Dangla, 39, and Tiong, 29, were allegedly seized and forced into a pickup truck by the assailants on their way to attend Simbalo, a Lenten recollection by Lingayen-Dagupan Archbishop Socrates Villegas, on March 24.

Both men are members of the archdiocese’s Ecology Ministry and have led local campaigns against proposed black sand mining operations, the setup of nuclear power plants and other environmental issues in the province.

They are also affiliated with the environmental groups Pangasinan People’s Strike for the Environment and People’s Empowered Action on Care for the Environment under the nonprofit Catholic organization Caritas.

‘Flagrant assault’

Except for a photo showing Dangla and Tiong talking to Villegas, details of how they regained freedom following the reported abduction are not yet clear.


Sought for comment, Villegas told the Inquirer that the archdiocese would not immediately release a statement on the incident.

Col. Jeff Fanged, Pangasinan provincial police director, said he had yet to receive a formal report from the San Carlos City police about the release of Dangla and Tiong.

“The city chief of police called me up about the release of the victims and I instructed him to coordinate with their families to find out what really happened,” Fanged told the Inquirer.

READ: Cooperate in finding missing activists or face probe, warns lawmaker

Before Dangla and Tiong surfaced, Bishop Gerardo Alminaza, vice president of Caritas Philippines, said the attacks against the two were “a flagrant assault” on environmental defenders.

In a statement, Alminaza said “the well-being of the two missing activists is of utmost importance,” as he demanded a “rapid and comprehensive investigation to ensure the culprits are held accountable.”

Immediately after receiving the report that Dangla and Tiong were abducted, the human rights group Karapatan issued an alert on the incident.

Citing eyewitness accounts, Karapatan said the two were traveling on a tricycle in Barangay Polo in San Carlos when a gray pickup overtook them around 8 p.m.

Three masked men aboard the pickup grabbed the key to the tricycle and forced the tricycle driver and another passenger out of the vehicle, the group said.

Dangla and Tiong were also reportedly mauled as they were being taken by their alleged abductors.

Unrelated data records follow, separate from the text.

//! Stateless editing functions over serialized tracks
//!
//! For callers that keep their own document state: each function takes
//! `VoiceTracks` (and friends) as `JsValue`, returns the edited copy, and
//! never touches a session.

use serde::Deserialize;
use wasm_bindgen::prelude::*;

use super::helpers::{deserialize, deserialize_optional, parse_arg, serialize, validation_error};
use crate::models::{Note, NoteDuration, TimeSignature, Track, VoiceTracks};
use crate::selection::{self, batch, Clipboard, Selection};
use crate::shortcuts::{self, shortcut_for, ShortcutAction, ShortcutState};
use crate::undo::History;

/// Inputs for [`handle_shortcut`], as sent from the UI
#[derive(Deserialize)]
struct ShortcutInput {
    tracks: VoiceTracks,
    selection: Selection,
    #[serde(default)]
    clipboard: Option<Clipboard>,
    #[serde(default)]
    history: History,
}

#[wasm_bindgen(js_name = addNoteToTrack)]
pub fn add_note_to_track(track: JsValue, note: JsValue) -> Result<JsValue, JsValue> {
    let track: Track = deserialize(track, "addNoteToTrack: invalid track")?;
    let note: Note = deserialize(note, "addNoteToTrack: invalid note")?;
    serialize(&track.add_note(note), "addNoteToTrack")
}

#[wasm_bindgen(js_name = removeNoteFromTrack)]
pub fn remove_note_from_track(track: JsValue, position: u32, sub_position: u8) -> Result<JsValue, JsValue> {
    let track: Track = deserialize(track, "removeNoteFromTrack: invalid track")?;
    serialize(&track.remove_note(position, sub_position), "removeNoteFromTrack")
}

#[wasm_bindgen(js_name = notesInRange)]
pub fn notes_in_range(tracks: JsValue, start_measure: u32, end_measure: u32, ts: &str) -> Result<JsValue, JsValue> {
    let tracks: VoiceTracks = deserialize(tracks, "notesInRange: invalid tracks")?;
    let ts: TimeSignature = parse_arg(ts)?;
    serialize(
        &selection::notes_in_range(&tracks, start_measure, end_measure, ts),
        "notesInRange",
    )
}

#[wasm_bindgen(js_name = copyToClipboard)]
pub fn copy_to_clipboard(tracks: JsValue, selection: JsValue, ts: &str) -> Result<JsValue, JsValue> {
    let tracks: VoiceTracks = deserialize(tracks, "copyToClipboard: invalid tracks")?;
    let selection: Selection = deserialize(selection, "copyToClipboard: invalid selection")?;
    let ts: TimeSignature = parse_arg(ts)?;
    serialize(&selection::copy_to_clipboard(&tracks, &selection, ts), "copyToClipboard")
}

#[wasm_bindgen(js_name = pasteFromClipboard)]
pub fn paste_from_clipboard(
    tracks: JsValue,
    clipboard: JsValue,
    target_measure: u32,
    ts: &str,
) -> Result<JsValue, JsValue> {
    let tracks: VoiceTracks = deserialize(tracks, "pasteFromClipboard: invalid tracks")?;
    let clipboard: Clipboard = deserialize(clipboard, "pasteFromClipboard: invalid clipboard")?;
    let ts: TimeSignature = parse_arg(ts)?;
    serialize(
        &selection::paste_from_clipboard(&tracks, &clipboard, target_measure, ts),
        "pasteFromClipboard",
    )
}

#[wasm_bindgen(js_name = deleteSelection)]
pub fn delete_selection(tracks: JsValue, selection: JsValue, ts: &str) -> Result<JsValue, JsValue> {
    let tracks: VoiceTracks = deserialize(tracks, "deleteSelection: invalid tracks")?;
    let selection: Selection = deserialize(selection, "deleteSelection: invalid selection")?;
    let ts: TimeSignature = parse_arg(ts)?;
    serialize(&selection::delete_selection(&tracks, &selection, ts), "deleteSelection")
}

/// Notes are matched by id within each part, so ids must be unique per part
#[wasm_bindgen(js_name = transposeSelection)]
pub fn transpose_selection(tracks: JsValue, selection: JsValue, steps: i32, ts: &str) -> Result<JsValue, JsValue> {
    let tracks: VoiceTracks = deserialize(tracks, "transposeSelection: invalid tracks")?;
    let selection: Selection = deserialize(selection, "transposeSelection: invalid selection")?;
    let ts: TimeSignature = parse_arg(ts)?;
    serialize(&batch::transpose(&tracks, &selection, steps as i64, ts), "transposeSelection")
}

/// Same id rules as [`transpose_selection`]
#[wasm_bindgen(js_name = changeDuration)]
pub fn change_duration(tracks: JsValue, selection: JsValue, duration: &str, ts: &str) -> Result<JsValue, JsValue> {
    let tracks: VoiceTracks = deserialize(tracks, "changeDuration: invalid tracks")?;
    let selection: Selection = deserialize(selection, "changeDuration: invalid selection")?;
    let duration: NoteDuration = parse_arg(duration)?;
    let ts: TimeSignature = parse_arg(ts)?;
    serialize(&batch::change_duration(&tracks, &selection, duration, ts), "changeDuration")
}

/// Action name bound to a key press, or `undefined`
#[wasm_bindgen(js_name = shortcutAction)]
pub fn shortcut_action(key: &str, ctrl: bool) -> Option<String> {
    shortcut_for(key, ctrl).map(|action| action.as_str().to_string())
}

/// Run a shortcut against `{ tracks, selection, clipboard?, history? }`.
///
/// Returns the `ShortcutEffect`; committing paste/delete/transpose results
/// to history is up to the caller.
#[wasm_bindgen(js_name = handleShortcut)]
pub fn handle_shortcut(action: &str, state: JsValue, ts: &str) -> Result<JsValue, JsValue> {
    let action: ShortcutAction = action.parse().map_err(|e: String| validation_error(e))?;
    let input: ShortcutInput = deserialize(state, "handleShortcut: invalid state")?;
    let ts: TimeSignature = parse_arg(ts)?;
    let state = ShortcutState {
        tracks: &input.tracks,
        selection: &input.selection,
        clipboard: input.clipboard.as_ref(),
        history: &input.history,
    };
    serialize(&shortcuts::handle_shortcut(action, &state, ts), "handleShortcut")
}

/// Whether `selection` is a usable rectangle; `null` counts as no selection
#[wasm_bindgen(js_name = isSelectionValid)]
pub fn is_selection_valid(selection: JsValue) -> Result<bool, JsValue> {
    let selection: Option<Selection> = deserialize_optional(selection, "isSelectionValid: invalid selection")?;
    Ok(selection.is_some_and(|s| s.is_well_formed()))
}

According to Karapatan, Dangla and Tiong were the 22nd and 23rd environmentalists to be victimized by enforced disappearance under the Marcos administration.

Striking similarities

The group also saw striking similarities between the disappearance of the two and the cases of environmental activists Jonila Castro and Jhed Tamano, who were taken in Orion, Bataan, in September last year.

READ: A press conference that went awry

READ: Activists back with kin after baring abduction

Castro and Tamano eventually surfaced weeks later, on Sept. 19, 2023, when they were presented by the military at a press conference in Plaridel, Bulacan province.

At the press briefing, the two women turned the tables on the Army, saying they had been abducted, interrogated and tortured by soldiers. The military denied this and filed complaints for grave oral defamation against the two activists.

On Wednesday, the Commission on Human Rights (CHR) said it had launched its own inquiry into the abduction of Dangla and Tiong in Pangasinan.

‘Outright violation’

“Both activists were seen to have been tackled by the suspects and were then forced into the vehicle. Witnesses also reported that Tiong was heard shouting for help and that torn pieces of Dangla’s shirt were left in the area,” the CHR said.

The rights body also noted that the two had been targets of Red-tagging, or publicly accused of being part of the communist insurgency, before the incident.

“We take this opportunity to remind everyone that all acts of Red-tagging put the welfare of individuals at risk and may endanger their life, liberty and security. It is, therefore, an outright violation of one’s human rights,” the CHR said.

The commission urged the government to implement the Anti-Enforced or Involuntary Disappearance Act to protect the rights of activists like Dangla and Tiong.

The international marine conservation group Oceana also released a statement late Tuesday urging the government to investigate the case of Dangla and Tiong, who were both at the forefront of conservation efforts in their province.

“It is indeed a cause for concern that the number of environmental activists constantly at risk continues to rise. It bears emphasis that the state has a duty to save our natural world, including the marine ecosystem and fisheries, so that the people truly benefit from these important resources,” Oceana said.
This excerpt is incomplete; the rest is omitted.